We ask the Dutch workers: slavery has been abolished in Suriname, but can you call those who are forced to work under such a contract truly free? (p. 152)

De Kom saw white workers not as enemies or as competitors but as potential comrades in the struggle for all people to live in dignity. He must have learned from communist periodicals such as Links richten (“Aim Left”) about the international labor movements that were at their height in the 1930s.

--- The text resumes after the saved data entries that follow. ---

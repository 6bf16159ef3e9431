//! Date and time utilities.

use std::{cmp::Ordering, marker::PhantomData, ops, time::Duration};

use derive_more::{Debug, Display, Error};
use time::{format_description::well_known::Rfc3339, UtcOffset};

/// Untyped date and time.
pub type DateTime = DateTimeOf;

/// UTC date and time.
#[derive(Debug)]
pub struct DateTimeOf<Of: ?Sized = ()> {
    /// Inner representation of the date and time.
    inner: time::OffsetDateTime,

    /// Type parameter describing the kind of date and time.
    #[debug(skip)]
    _of: PhantomData<Of>,
}

impl<Of: ?Sized> DateTimeOf<Of> {
    /// Creates a new [`DateTime`] representing the current date and time.
    #[must_use]
    pub fn now() -> Self {
        Self {
            inner: time::OffsetDateTime::now_utc(),
            _of: PhantomData,
        }
    }

    /// Creates a new [`DateTime`] from the provided [RFC 3339] string.
    ///
    /// # Errors
    ///
    /// Returns an error if the string is not a valid [RFC 3339] date and time.
    ///
    /// [RFC 3339]: https://tools.ietf.org/html/rfc3339
    pub fn from_rfc3339(input: &str) -> Result<Self, ParseError> {
        let parsed =
            time::OffsetDateTime::parse(input, &Rfc3339).map_err(ParseError)?;
        Ok(Self {
            inner: parsed.to_offset(UtcOffset::UTC),
            _of: PhantomData,
        })
    }

    /// Returns the [`DateTime`] as an [RFC 3339] string.
    ///
    /// [RFC 3339]: https://tools.ietf.org/html/rfc3339
    #[expect(clippy::missing_panics_doc, reason = "infallible")]
    #[must_use]
    pub fn to_rfc3339(&self) -> String {
        self.inner.format(&Rfc3339).unwrap_or_else(|e| {
            panic!("cannot format `DateTime` as RFC 3339: {e}")
        })
    }

    /// Drops seconds and everything below them, keeping minute precision
    /// (the precision of date-time pickers).
    #[must_use]
    pub fn truncated_to_minutes(self) -> Self {
        let inner = self
            .inner
            .replace_second(0)
            .and_then(|dt| dt.replace_nanosecond(0))
            .unwrap_or(self.inner);
        Self {
            inner,
            _of: PhantomData,
        }
    }

    /// Returns this [`DateTime`] shifted by the provided number of whole
    /// days.
    #[must_use]
    pub fn days_later(self, days: u32) -> Self {
        self + Duration::from_secs(u64::from(days) * 24 * 60 * 60)
    }

    /// Coerces one kind of [`DateTime`] into another.
    #[must_use]
    pub fn coerce<NewOf: ?Sized>(self) -> DateTimeOf<NewOf> {
        DateTimeOf {
            inner: self.inner,
            _of: PhantomData,
        }
    }
}

/// Error of parsing [`DateTime`] from a string.
#[derive(Clone, Debug, Display, Error)]
#[display("invalid RFC 3339 date and time: {_0}")]
pub struct ParseError(time::error::Parse);

impl<Of: ?Sized> Copy for DateTimeOf<Of> {}
impl<Of: ?Sized> Clone for DateTimeOf<Of> {
    fn clone(&self) -> Self {
        *self
    }
}

impl<Of: ?Sized> Eq for DateTimeOf<Of> {}
impl<Of: ?Sized> PartialEq for DateTimeOf<Of> {
    fn eq(&self, other: &Self) -> bool {
        self.inner == other.inner
    }
}

impl<Of: ?Sized> Ord for DateTimeOf<Of> {
    fn cmp(&self, other: &Self) -> Ordering {
        self.inner.cmp(&other.inner)
    }
}
impl<Of: ?Sized> PartialOrd for DateTimeOf<Of> {
    fn partial_cmp(&self, other: &Self) -> Option<Ordering> {
        Some(self.cmp(other))
    }
}

impl<Of: ?Sized> ops::Add<Duration> for DateTimeOf<Of> {
    type Output = Self;

    fn add(self, rhs: Duration) -> Self::Output {
        Self {
            inner: self.inner + rhs,
            _of: PhantomData,
        }
    }
}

In 1934, Anton met another Surinamese resistance fighter, Otto Huiswoud. Like De Kom, Huiswoud had been born after the abolition of slavery, and in the early twentieth century he had made his way to New York. In 1919, he became the only Black co-founder of the Communist Party of the United States of America. He and his wife Hermina Dumont-Huiswoud traveled the world in support of their ideal: a global revolution through class struggle.

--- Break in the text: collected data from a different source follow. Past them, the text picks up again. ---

//! Macros for defining kind enums.

/// Macro for defining a kind enum.
///
/// # Example
///
/// ```rust
/// # use common::define_kind;
///
/// define_kind! {
///     #[doc = "Shape kind."]
///     enum Kind {
///         #[doc = "A cube"]
///         Cube = 1,
///
///         #[doc = "A sphere"]
///         Sphere = 2,
///     }
/// }
///
/// assert_eq!(Kind::ALL, &[Kind::Cube, Kind::Sphere]);
/// ```
#[expect(clippy::module_name_repetitions, reason = "more readable")]
#[macro_export]
macro_rules! define_kind {
    (
        #[doc = $doc:literal]
        enum $name:ident {
            $(
                #[doc = $variant_doc:literal]
                $variant:ident = $value:expr
            ),* $(,)?
        }
    ) => {
        #[derive(
            Clone,
            Copy,
            Debug,
            $crate::private::strum::Display,
            $crate::private::strum::EnumString,
            Eq,
            Hash,
            Ord,
            PartialEq,
            PartialOrd,
        )]
        #[cfg_attr(
            feature = "serde",
            derive(
                $crate::private::serde::Deserialize,
                $crate::private::serde::Serialize,
            ),
            serde(rename_all = "SCREAMING_SNAKE_CASE"),
        )]
        #[doc = $doc]
        #[repr(u8)]
        #[strum(serialize_all = "SCREAMING_SNAKE_CASE")]
        pub enum $name {
            $(
                 #[doc = $variant_doc]
                 $variant = $value,
            )*
        }

        impl $name {
            /// All the variants of this kind, in declaration order.
            pub const ALL: &'static [Self] = &[$(Self::$variant),*];
        }
    };
}
//! Infinite scroll [`Watcher`] and the scrolled region abstractions.

use common::pagination::Number;
use derive_more::{Display, From, Into};

/// Scrollable region displaying a car list.
pub trait ScrollRegion {
    /// Scrolls this region back to its very top.
    fn scroll_to_top(&mut self);
}

impl<R: ScrollRegion + ?Sized> ScrollRegion for &mut R {
    fn scroll_to_top(&mut self) {
        (**self).scroll_to_top();
    }
}

/// Scroll position of a [`ScrollRegion`].
#[derive(Clone, Copy, Debug, PartialEq)]
pub struct Metrics {
    /// Distance the content is scrolled from its top.
    pub scroll_top: f64,

    /// Full height of the scrolled content.
    pub scroll_height: f64,

    /// Height of the visible part of the content.
    pub viewport_height: f64,
}

impl Metrics {
    /// Indicates whether the visible part of the content reaches the
    /// provided [`FetchOffset`] from the bottom.
    #[must_use]
    pub fn is_near_bottom(&self, offset: FetchOffset) -> bool {
        self.scroll_top + self.viewport_height
            >= self.scroll_height - offset.0
    }
}

/// Distance from the bottom of a [`ScrollRegion`] at which the next page is
/// requested.
#[derive(Clone, Copy, Debug, Display, From, Into, PartialEq, PartialOrd)]
pub struct FetchOffset(f64);

/// Phase of a [`Watcher`].
#[derive(Clone, Copy, Debug, Display, Eq, PartialEq)]
pub enum Phase {
    /// Waiting for the user to scroll near the bottom.
    Idle,

    /// A page is being fetched.
    Loading,

    /// No more pages are available for the current query.
    Exhausted,
}

/// State machine deciding when the next page should be fetched.
#[derive(Clone, Copy, Debug)]
pub struct Watcher {
    /// Current [`Phase`] of this [`Watcher`].
    phase: Phase,

    /// [`Number`] of the last requested page.
    page: Number,
}

impl Default for Watcher {
    fn default() -> Self {
        Self {
            phase: Phase::Idle,
            page: Number::FIRST,
        }
    }
}

impl Watcher {
    /// Returns the current [`Phase`] of this [`Watcher`].
    #[must_use]
    pub fn phase(&self) -> Phase {
        self.phase
    }

    /// Returns [`Number`] of the last requested page.
    #[must_use]
    pub fn page(&self) -> Number {
        self.page
    }

    /// Rewinds this [`Watcher`] to the first page of a new query.
    pub fn reset(&mut self) {
        self.phase = Phase::Idle;
        self.page = Number::FIRST;
    }

    /// Marks the current page as being fetched.
    pub fn start(&mut self) {
        self.phase = Phase::Loading;
    }

    /// Handles the provided scroll [`Metrics`], returning the [`Number`] of
    /// the page to fetch next, if any.
    ///
    /// Advances only while [`Phase::Idle`], when more pages are available and
    /// the region is scrolled near its bottom.
    pub fn on_scroll(
        &mut self,
        metrics: &Metrics,
        offset: FetchOffset,
        has_more: bool,
    ) -> Option<Number> {
        if self.phase != Phase::Idle
            || !has_more
            || !metrics.is_near_bottom(offset)
        {
            return None;
        }
        self.page = self.page.next();
        self.phase = Phase::Loading;
        Some(self.page)
    }

    /// Completes the fetch of the current page.
    pub fn finish(&mut self, has_more: bool) {
        self.phase = if has_more { Phase::Idle } else { Phase::Exhausted };
    }

    /// Stops loading after the fetch of the current page failed.
    pub fn fail(&mut self) {
        self.phase = Phase::Exhausted;
    }
}

#[cfg(test)]
mod spec {
    use super::{FetchOffset, Metrics, Phase, Watcher};

    const METRICS: Metrics = Metrics {
        scroll_top: 500.0,
        scroll_height: 1400.0,
        viewport_height: 800.0,
    };

    #[test]
    fn detects_bottom_within_offset() {
        assert!(METRICS.is_near_bottom(FetchOffset::from(100.0)));
        assert!(!METRICS.is_near_bottom(FetchOffset::from(50.0)));
    }

    #[test]
    fn advances_only_when_idle() {
        let offset = FetchOffset::from(100.0);
        let mut watcher = Watcher::default();
        watcher.start();

        assert_eq!(watcher.on_scroll(&METRICS, offset, true), None);

        watcher.finish(true);
        assert_eq!(watcher.phase(), Phase::Idle);
        assert_eq!(
            watcher.on_scroll(&METRICS, offset, true).map(|n| n.get()),
            Some(2),
        );
        assert_eq!(watcher.phase(), Phase::Loading);
        assert_eq!(watcher.on_scroll(&METRICS, offset, true), None);
    }

    #[test]
    fn stays_put_without_more_pages_or_far_from_bottom() {
        let mut watcher = Watcher::default();

        assert_eq!(
            watcher.on_scroll(&METRICS, FetchOffset::from(100.0), false),
            None,
        );
        assert_eq!(
            watcher.on_scroll(&METRICS, FetchOffset::from(50.0), true),
            None,
        );
        assert_eq!(watcher.phase(), Phase::Idle);
        assert!(watcher.page().is_first());
    }

    #[test]
    fn exhausts_and_resets() {
        let mut watcher = Watcher::default();
        watcher.start();
        watcher.finish(false);
        assert_eq!(watcher.phase(), Phase::Exhausted);
        assert_eq!(
            watcher.on_scroll(&METRICS, FetchOffset::from(100.0), true),
            None,
        );

        watcher.reset();
        assert_eq!(watcher.phase(), Phase::Idle);

        watcher.start();
        watcher.fail();
        assert_eq!(watcher.phase(), Phase::Exhausted);
    }
}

What did De Kom and Otto Huiswoud talk about? The archives show that, along with the artist Nola Hatterman, they attended an Anti-Imperialist League conference in Paris together. The Huiswouds were the editors of the communist newspaper The Negro Worker; in the June 1934 edition, they published an English-language article by De Kom entitled “Starvation, hunger and misery in Dutch Guyana.” In that international forum, De Kom sharply criticized Suriname’s colonial system, writing:

We remember the 16 million florins, Holland gave the white slave barons as indemnity for the emancipated slaves. These millions were given to the Bakras (whites) as a reward for the inhuman deeds they committed against the Negro slaves our forefathers. But to the slaves and today to the free Negroes not a penny. Their only reward today is unemployment, misery and starvation.

Only through organization and struggle can the workers of Dutch Guiana succeed in bettering their living conditions and effectively fight against the exploitation and slavery imposed upon them by the Dutch colonial rulers.

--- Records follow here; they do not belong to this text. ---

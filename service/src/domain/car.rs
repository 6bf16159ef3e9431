//! [`Car`] definitions.

use common::{define_kind, Money};
use derive_more::{AsRef, Display, From, Into};

use super::supplier;

/// Car available for rent.
#[derive(Clone, Debug, Eq, PartialEq)]
pub struct Car {
    /// ID of this [`Car`].
    pub id: Id,

    /// [`Name`] of this [`Car`].
    pub name: Name,

    /// ID of the [`Supplier`] renting this [`Car`] out.
    ///
    /// [`Supplier`]: super::Supplier
    pub supplier: supplier::Id,

    /// [`Fuel`] this [`Car`] runs on.
    pub fuel: Fuel,

    /// [`Gearbox`] of this [`Car`].
    pub gearbox: Gearbox,

    /// [`Mileage`] allowance of this [`Car`].
    pub mileage: Mileage,

    /// Deposit required to rent this [`Car`].
    pub deposit: Money,

    /// Price of renting this [`Car`] for a day.
    pub daily_price: Money,

    /// [`Availability`] of this [`Car`].
    pub availability: Availability,
}

/// ID of a [`Car`], as assigned by the car service.
#[derive(
    AsRef, Clone, Debug, Display, Eq, From, Hash, Into, Ord, PartialEq, PartialOrd,
)]
#[as_ref(forward)]
pub struct Id(String);

impl From<&str> for Id {
    fn from(id: &str) -> Self {
        Self(id.to_owned())
    }
}

/// Name of a [`Car`].
#[derive(AsRef, Clone, Debug, Display, Eq, Hash, PartialEq)]
#[as_ref(forward)]
pub struct Name(String);

impl Name {
    /// Creates a new [`Name`] if the given `name` is valid.
    #[must_use]
    pub fn new(name: impl Into<String>) -> Option<Self> {
        let name = name.into();
        Self::check(&name).then_some(Self(name))
    }

    /// Checks whether the given `name` is a valid [`Name`].
    fn check(name: impl AsRef<str>) -> bool {
        let name = name.as_ref();
        name.trim() == name && !name.is_empty() && name.len() <= 512
    }

    /// Indicates whether this [`Name`] contains the provided `fragment`,
    /// ignoring case.
    #[must_use]
    pub fn contains_ignore_case(&self, fragment: &str) -> bool {
        self.0.to_lowercase().contains(&fragment.to_lowercase())
    }
}

define_kind! {
    #[doc = "Fuel a [`Car`] runs on."]
    enum Fuel {
        #[doc = "Diesel engine."]
        Diesel = 1,

        #[doc = "Gasoline engine."]
        Gasoline = 2,
    }
}

define_kind! {
    #[doc = "Gearbox of a [`Car`]."]
    enum Gearbox {
        #[doc = "Automatic transmission."]
        Automatic = 1,

        #[doc = "Manual transmission."]
        Manual = 2,
    }
}

define_kind! {
    #[doc = "Mileage allowance of a [`Car`]."]
    enum Mileage {
        #[doc = "Limited number of kilometers per rental."]
        Limited = 1,

        #[doc = "Unlimited kilometers."]
        Unlimited = 2,
    }
}

define_kind! {
    #[doc = "Availability of a [`Car`] for rent."]
    enum Availability {
        #[doc = "Can be rented."]
        Available = 1,

        #[doc = "Withdrawn from rent."]
        Unavailable = 2,
    }
}

impl From<bool> for Availability {
    fn from(available: bool) -> Self {
        if available {
            Self::Available
        } else {
            Self::Unavailable
        }
    }
}

define_kind! {
    #[doc = "Size range of a [`Car`]."]
    enum Range {
        #[doc = "City cars."]
        Mini = 1,

        #[doc = "Family cars."]
        Midi = 2,

        #[doc = "Vans and large cars."]
        Maxi = 3,

        #[doc = "Two-wheelers."]
        Scooter = 4,
    }
}

#[cfg(test)]
mod spec {
    use super::{Availability, Fuel, Name};

    #[test]
    fn validates_name() {
        assert!(Name::new("Dacia Logan").is_some());
        assert!(Name::new("").is_none());
        assert!(Name::new(" Dacia").is_none());
    }

    #[test]
    fn matches_name_fragment_ignoring_case() {
        let name = Name::new("Peugeot 208").unwrap();

        assert!(name.contains_ignore_case("peug"));
        assert!(name.contains_ignore_case("208"));
        assert!(name.contains_ignore_case(""));
        assert!(!name.contains_ignore_case("clio"));
    }

    #[test]
    fn kinds_round_trip_through_strings() {
        assert_eq!(Fuel::Diesel.to_string(), "DIESEL");
        assert_eq!("GASOLINE".parse::<Fuel>().unwrap(), Fuel::Gasoline);
        assert_eq!(Availability::from(false), Availability::Unavailable);
    }

    #[cfg(feature = "serde")]
    #[test]
    fn kinds_serialize_in_screaming_case() {
        assert_eq!(serde_json::to_string(&Fuel::Diesel).unwrap(), r#""DIESEL""#);
        assert_eq!(
            serde_json::from_str::<Availability>(r#""UNAVAILABLE""#).unwrap(),
            Availability::Unavailable,
        );
    }
}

Only through solidarity and joint struggle between the workers of the capitalist countries and the colonial toilers can an effective blow be dealt to the common enemy: Imperialism. Workers, organize and fight against exploitation, unemployment, and starvation! Close ranks in struggle for the emancipation of the colonial toilers!

Demand the independence of Dutch Guiana!

This relatively brief article was written in a style very similar to that of We Slaves of Suriname: clear examples of the exploitation of Surinamese workers, a comparison to exploitation in the days of slavery, and an appeal to workers to unite. The striking thing is that in this article he explicitly called for Surinamese independence. De Kom often wrote about “workers” and “proletarians.” His objective was to unite workers from diverse backgrounds:

And maybe I will find a way to make them feel some fraction of the hope and courage contained in that one powerful word I learned in a foreign country: organization. Maybe I can put an end to some of the dissension that has been the weakness of these colored people; maybe it will not prove completely impossible to make Negroes, Hindustanis, Javanese, and Indians understand that only solidarity can unite all the sons of Mother Sranan in their struggle to live with dignity. (p. 202)

This razor-sharp analysis and message of struggle, sometimes presented in a poetic, literary manner, and sometimes in a factual, historical way, is what still inspires generation after generation. De Kom’s insights into the decades-long impact of the legacy of slavery and the colonial system, both in Suriname and in the Netherlands, give the book its timeless relevance. When we talk about Black history, our thoughts often leap to the Black intellectuals and freedom fighters who left us their timeless work, to figures such as Martin Luther King Jr., Marcus Garvey, Angela Davis, Malcolm X, and Frantz Fanon. Anton de Kom’s words and deeds have earned him a place among them.